Rabenvögel verursachen noch mehr Probleme in der Landwirtschaft
Rabenvögel bereiten in Baden-Württemberg anhaltend Probleme, auch in anderen Bereichen. Auf einen Antrag der CDU im Landtag listete das Umweltministerium neben den Verletzungen an Schafen auch Schäden am Saatgut und Gemüse oder Belästigungen durch Lärm und Verschmutzung auf.
So genannte Vergrämungsmethoden, um die Vögel zu vertreiben, sind nicht so einfach umzusetzen.
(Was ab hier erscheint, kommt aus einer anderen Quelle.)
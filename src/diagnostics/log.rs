//! Line-oriented log sink.

use std::io::Write;

use console::Style;

use super::{DiagnosticSink, Level};

/// Settings a [`LogSink`] is built with.
#[derive(Debug, Clone, Copy, PartialEq, Eq, Default)]
pub struct LogConfig {
    /// Messages below this level are dropped.
    pub level: Level,
    /// Style the level label.
    pub color: bool,
}

impl LogConfig {
    /// Whether a message at `level` passes the filter.
    pub fn enabled(&self, level: Level) -> bool {
        level >= self.level
    }
}

/// Writes `LEVEL    : message` lines to a writer.
pub struct LogSink<W: Write> {
    config: LogConfig,
    out: W,
    info_style: Style,
    warning_style: Style,
    error_style: Style,
}

impl LogSink<std::io::Stderr> {
    /// Sink writing to standard error.
    pub fn stderr(config: LogConfig) -> Self {
        Self::new(config, std::io::stderr())
    }
}

impl<W: Write> LogSink<W> {
    /// Create a sink over an arbitrary writer.
    pub fn new(config: LogConfig, out: W) -> Self {
        let (info_style, warning_style, error_style) = if config.color {
            (
                Style::new().magenta().force_styling(true),
                Style::new().color256(208).force_styling(true),
                Style::new().red().bold().force_styling(true),
            )
        } else {
            (Style::new(), Style::new(), Style::new())
        };
        Self {
            config,
            out,
            info_style,
            warning_style,
            error_style,
        }
    }

    /// Consume the sink and hand back its writer.
    pub fn into_inner(self) -> W {
        self.out
    }

    fn format_line(&self, level: Level, msg: &str) -> String {
        let label = format!("{:<8}", level);
        let label = match level {
            Level::Info => self.info_style.apply_to(label),
            Level::Warning => self.warning_style.apply_to(label),
            Level::Error => self.error_style.apply_to(label),
        };
        format!("{} : {}", label, msg)
    }
}

impl<W: Write> DiagnosticSink for LogSink<W> {
    fn log(&mut self, level: Level, msg: &str) {
        if !self.config.enabled(level) {
            return;
        }
        let line = self.format_line(level, msg);
        // A closed stderr must not abort provisioning.
        let _ = writeln!(self.out, "{}", line);
        let _ = self.out.flush();
    }
}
Zum einen besteht laut Umweltministerium die Gefahr der Aufsplitterung der Kolonien, so dass sich die Tiere großflächiger verteilen und sich die Belastungen in der Summe noch vergrößern. Zum anderen könnten Methoden wie Lärmmaschinen oder Scheinwerfer zu Beschwerden von Anwohnerinnen und Anwohner führen.
Rabenkrähen dürfen geschossen werden
Was also tun? Dem Ministerium zufolge dürfen Rabenkrähen außerhalb von geschützten Gebieten während der Jagdzeit geschossen werden. Im Jagdjahr 2019/2020 seien rund 21.000 der Tiere gejagt worden. Das sei nach Rehen, Wildschweinen und Füchsen die viertgrößte Jagdstrecke aller im Land bejagbaren Arten gewesen. Nur die selten vorkommende Saatkrähe ist geschützt und darf nicht gejagt werden.
Außerdem nutzen ökologische Landwirtschaftsbetriebe Pflanzenstärkungsmittel auf Basis von Hopfenextrakt, um Krähenfraß zu verhindern. Richtig Vergrämungsmethoden können laut Ministerium wegen der Gefahr, dass die Rabenvögelpopulation sich aufspaltet und immer größer wird, nur in "besonders sensiblen Bereichen", wie Krankenhäusern oder Schulen angewandt werden.